SCHNITZLER SYNDROME – IS ANTI-IL-1 THERAPY ALWAYS THE RIGHT CHOICE?

Abstract

Introduction Schnitzler syndrome is a periodic fever syndrome presenting with urticarial skin rash, a monoclonal IgM component and at least two of the following: fever, joint or bone pain, lymphadenopathy, hepatosplenomegaly and elevated acute phase reactants. IL-1 is typically elevated, making anakinra a successful therapy. However, sarilumab (IL-6 antagonist) may be efficacious in certain patients. Case Description A 69-year-old female experienced monthly episodes of facial swelling and a non-pruritic, erythematous rash with high fevers, nausea, headache and neck pain over 1 year.
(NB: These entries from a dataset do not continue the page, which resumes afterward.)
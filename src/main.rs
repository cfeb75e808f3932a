use axum::Router;
use std::sync::Arc;
use tower_http::trace::TraceLayer;
use tracing_subscriber::{layer::SubscriberExt, util::SubscriberInitExt};

use murmur::app::invalidation::{self, InvalidationBus};
use murmur::app::session::SessionService;
use murmur::app::store::EngagementStore;
use murmur::config::{AppConfig, StoreBackend};
use murmur::http;
use murmur::infra::{cache::RedisCache, cache::ViewCache, db::Db, memory::MemoryStore};
use murmur::AppState;

#[tokio::main]
async fn main() -> anyhow::Result<()> {
    tracing_subscriber::registry()
        .with(tracing_subscriber::EnvFilter::from_default_env())
        .with(tracing_subscriber::fmt::layer())
        .init();

    let config = AppConfig::from_env()?;

    let store: Arc<dyn EngagementStore> = match config.store_backend {
        StoreBackend::Postgres => Arc::new(Db::connect(&config).await?),
        StoreBackend::Memory => {
            tracing::warn!("using the in-memory store; data is lost on shutdown");
            Arc::new(MemoryStore::new())
        }
    };

    let cache = match &config.redis_url {
        Some(url) => Some(RedisCache::connect(url).await?),
        None => {
            tracing::info!("REDIS_URL not set, post views are not cached");
            None
        }
    };
    let views = ViewCache::new(cache, config.view_cache_ttl_seconds);

    let invalidations = InvalidationBus::new(config.invalidation_buffer);
    tokio::spawn(invalidation::run_consumer(
        invalidations.subscribe(),
        views.clone(),
    ));

    let state = AppState {
        store,
        views,
        invalidations,
        sessions: SessionService::new(config.paseto_access_key, config.access_ttl_minutes),
    };

    let app: Router = http::router(state).layer(TraceLayer::new_for_http());
    let listener = tokio::net::TcpListener::bind(&config.http_addr).await?;
    tracing::info!("listening on {}", config.http_addr);

    axum::serve(listener, app)
        .with_graceful_shutdown(shutdown_signal())
        .await?;

    Ok(())
}

async fn shutdown_signal() {
    let ctrl_c = async {
        if let Err(err) = tokio::signal::ctrl_c().await {
            tracing::error!(error = %err, "failed to install Ctrl+C handler");
        }
    };

    #[cfg(unix)]
    let terminate = async {
        use tokio::signal::unix::{signal, SignalKind};
        match signal(SignalKind::terminate()) {
            Ok(mut stream) => {
                stream.recv().await;
            }
            Err(err) => {
                tracing::error!(error = %err, "failed to install SIGTERM handler");
            }
        }
    };

    #[cfg(not(unix))]
    let terminate = std::future::pending::<()>();

    tokio::select! {
        _ = ctrl_c => {},
        _ = terminate => {},
    }

    tracing::info!("shutdown signal received");
}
During episodes, white cell count, neutrophils, monocytes, eosinophils, ESR and CRP were elevated but would resolve after episodes. Facial cellulitis, odontogenic and neurologic infections were excluded. Previous medical history was significant for breast cancer and uterine cancer in remission and Hashimoto's thyroiditis. Tryptase levels were normal, arguing against mast cell activation syndrome. Complement C2 (less than 1.3 mg/dL) and C4 (10mg/dL) levels were slightly low. The patient had normal immunoglobulin levels, IL-2, TNF-α, IL-1β levels and negative anti-SSA and anti-SSB, anti-Smith, anti- dsDNA, anti-mitochondrial and anti-actin antibodies but isolated elevated IL-6 levels and a monoclonal IgM component. Isolated elevated IL-6 made tocilizumab appropriate treatment with symptom resolution in days. However, after 4 months of therapy anaphylactic symptoms required changing to sarilumab with good effect. Discussion Although a decade older than expected and despite the presence of an atypical rash, symptoms were consistent with Schnitzler syndrome. Patients with elevated IL-6 levels who do not tolerate tocilizumab may respond well to other IL-6 antagonists such as sarilumab.